Elle était animée par le rejet du népotisme, de la corruption et de l’immobilisme.
Les slogans ciblaient les « Nepo Kids » – les enfants de ministres et d’élites, perçus comme les héritiers d’un système verrouillé.
Un cri d’émancipation numérique
Le mouvement népalais a prouvé que, pour la génération Z, les réseaux sociaux ne sont pas un loisir, mais une respiration démocratique.
C’est par eux que circule l’information, que se tisse la solidarité, que s’expriment les colères et les espoirs.
En coupant ces canaux, le gouvernement a voulu éteindre le feu ; il a soufflé sur les braises.

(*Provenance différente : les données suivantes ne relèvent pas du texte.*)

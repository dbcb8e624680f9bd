//! Incremental feature computation graph.
//!
//! Nodes ([`Feature`]) produce fixed-width numeric vectors from the outputs
//! of their inputs. Outputs are computed lazily and cached; [`Feature::reset`]
//! invalidates a node and everything downstream of it. Graphs round-trip
//! through tab-separated description records ([`codec`]) using a type-tag
//! [`registry`].

pub mod codec;
pub mod config;
pub mod core;
pub mod error;
pub mod features;
pub mod graph;
pub mod registry;

pub use crate::core::{Feature, FeatureKind, FeatureMap, FeatureOutput, RawInput};
pub use error::{FeatureError, Result};
pub use registry::Registry;
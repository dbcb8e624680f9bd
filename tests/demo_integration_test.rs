use std::path::PathBuf;

use featuregraph::codec;
use featuregraph::config::RunConfig;
use featuregraph::{graph, Registry};

fn demo_dir() -> PathBuf {
    PathBuf::from(env!("CARGO_MANIFEST_DIR")).join("demos")
}

#[test]
fn test_demo_run_config_end_to_end() {
    let config = RunConfig::load(demo_dir().join("run.json")).unwrap();
    let loaded = codec::load_graph(&config.graph, &Registry::with_builtins()).unwrap();
    assert_eq!(loaded.len(), 5);

    for (id, values) in &config.inputs {
        loaded.get(id).unwrap().set_input(values.clone()).unwrap();
    }

    let all = loaded.get("all").unwrap();
    // scaled = [3, 4, -2], norm of its first two columns = 5
    assert_eq!(all.output().unwrap().as_slice(), &[3.0, 4.0, -2.0, 5.0]);
    assert_eq!(all.find_input_feature().unwrap().id(), "raw");
    assert_eq!(loaded.sinks().len(), 1);

    let snapshot = graph::snapshot(&[all.clone()]);
    assert!(snapshot.features.iter().all(|f| !f.dirty));

    // Re-encoding the loaded graph reproduces the file.
    let text = std::fs::read_to_string(&config.graph).unwrap();
    assert_eq!(codec::encode_graph(&[all.clone()]).unwrap(), text);
}
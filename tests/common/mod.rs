#![allow(dead_code)]

use std::any::Any;
use std::cell::Cell;
use std::rc::Rc;

use featuregraph::{Feature, FeatureKind, FeatureOutput, Result};

/// Adds one to every input column and counts how often it was computed.
/// Without inputs it produces a single column holding `seed`.
pub struct Counting {
    pub calls: Rc<Cell<usize>>,
    pub seed: f64,
    pub warmup: usize,
}

impl Counting {
    pub fn new() -> (Self, Rc<Cell<usize>>) {
        let calls = Rc::new(Cell::new(0));
        let kind = Self {
            calls: calls.clone(),
            seed: 1.0,
            warmup: 0,
        };
        (kind, calls)
    }

    pub fn with_warmup(warmup: usize) -> Self {
        Self {
            calls: Rc::new(Cell::new(0)),
            seed: 1.0,
            warmup,
        }
    }
}

impl FeatureKind for Counting {
    fn type_tag(&self) -> &str {
        "Counting"
    }

    fn num_columns(&self, input_columns: &[usize]) -> Result<usize> {
        Ok(input_columns.first().copied().unwrap_or(1))
    }

    fn compute_output(&self, inputs: &[FeatureOutput]) -> Result<Vec<f64>> {
        self.calls.set(self.calls.get() + 1);
        match inputs.first() {
            Some(input) => Ok(input.iter().map(|v| v + 1.0).collect()),
            None => Ok(vec![self.seed]),
        }
    }

    fn warmup_time(&self, inputs_warmup: usize) -> usize {
        inputs_warmup.max(self.warmup)
    }

    fn as_any(&self) -> &dyn Any {
        self
    }
}

/// Counting node with an explicit id.
pub fn counting(id: &str, inputs: Vec<Feature>) -> (Feature, Rc<Cell<usize>>) {
    let (kind, calls) = Counting::new();
    let feature = Feature::with_id(id, kind, inputs).unwrap();
    (feature, calls)
}
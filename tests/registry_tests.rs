mod common;

use common::Counting;
use featuregraph::features::{Input, Scale};
use featuregraph::registry::{DescriptionReader, FromDescription, Registry, TypeTag};
use featuregraph::{Feature, FeatureError, FeatureMap, Result};

fn tokens(fields: &[&str]) -> Vec<String> {
    fields.iter().map(|s| s.to_string()).collect()
}

fn build_counting(description: &[String], features: &FeatureMap) -> Result<Feature> {
    let mut reader = DescriptionReader::new(description, features)?;
    let id = reader.id();
    let inputs = reader.remaining_inputs()?;
    Feature::with_id(id, Counting::with_warmup(0), inputs)
}

#[test]
fn test_registry_register_and_list() {
    let mut registry = Registry::new();
    assert!(registry.registered_types().is_empty());

    registry.register("Counting", build_counting).unwrap();
    registry.register_kind::<Input>().unwrap();

    assert_eq!(registry.registered_types(), vec!["Counting", "Input"]);
    assert!(registry.contains("Counting"));
    assert!(!registry.contains("Scale"));
}

#[test]
fn test_last_registration_wins() {
    let mut registry = Registry::new();
    assert!(!registry.register("Scale", build_counting).unwrap());
    assert!(registry
        .register(Scale::TYPE_TAG, Scale::from_description)
        .unwrap());

    let mut features = FeatureMap::new();
    features.insert(
        "in".to_string(),
        Feature::with_id("in", Input::new(1), vec![]).unwrap(),
    );
    let scaled = registry
        .from_description(&tokens(&["s", "Scale", "in", "2"]), &features)
        .unwrap();

    assert_eq!(scaled.type_tag(), "Scale");
    assert_eq!(scaled.kind_as::<Scale>().unwrap().factor(), 2.0);
}

#[test]
fn test_unknown_type_names_the_tag() {
    let registry = Registry::with_builtins();

    let err = registry
        .from_description(&tokens(&["x", " Bogus "]), &FeatureMap::new())
        .unwrap_err();

    match err {
        FeatureError::Configuration { type_tag } => assert_eq!(type_tag, "Bogus"),
        other => panic!("expected configuration error, got {other:?}"),
    }
}

#[test]
fn test_from_description_trims_id_and_type() {
    let registry = Registry::with_builtins();

    let input = registry
        .from_description(&tokens(&["  raw ", " Input\t", "3"]), &FeatureMap::new())
        .unwrap();

    assert_eq!(input.id(), "raw");
    assert_eq!(input.num_columns(), 3);
}

#[test]
fn test_factory_resolves_inputs_from_map() {
    let registry = Registry::with_builtins();
    let mut features = FeatureMap::new();
    let raw = registry
        .from_description(&tokens(&["raw", "Input", "4"]), &features)
        .unwrap();
    features.insert(raw.id().to_string(), raw.clone());

    let select = registry
        .from_description(&tokens(&["sel", "Select", "raw", "1", "2"]), &features)
        .unwrap();

    assert!(select.inputs()[0].ptr_eq(&raw));
    assert!(raw.dependents()[0].ptr_eq(&select));
    assert_eq!(select.num_columns(), 2);
}

#[test]
fn test_unknown_input_id_is_a_range_error() {
    let registry = Registry::with_builtins();

    let result = registry.from_description(&tokens(&["m", "Magnitude", "later"]), &FeatureMap::new());

    assert!(matches!(result, Err(FeatureError::Range(ref msg)) if msg.contains("later")));
}

#[test]
fn test_global_registry_has_builtins() {
    let types = featuregraph::registry::global().registered_types();
    assert!(types.contains(&"Magnitude".to_string()));

    let feature = featuregraph::registry::from_description(
        &tokens(&["g", "Input", "2"]),
        &FeatureMap::new(),
    )
    .unwrap();
    assert_eq!(feature.type_tag(), "Input");
}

Privée d’Internet, la jeunesse a transformé les rues de Katmandou en agora :
les places publiques ont remplacé les timelines,
les slogans ont remplacé les stories,
et la rue a remplacé le flux numérique.
Ce soulèvement, à la fois politique et symbolique, interroge tous les pouvoirs du monde :
que se passe-t-il quand l’expression numérique devient un droit fondamental ?
France : la tentation du contrôle doux
À 7 000 kilomètres de là, la France regarde ce mouvement avec une gêne certaine.
Le débat sur la régulation des plateformes numériques s’intensifie :
sécurité, désinformation, protection des mineurs, responsabilité algorithmique…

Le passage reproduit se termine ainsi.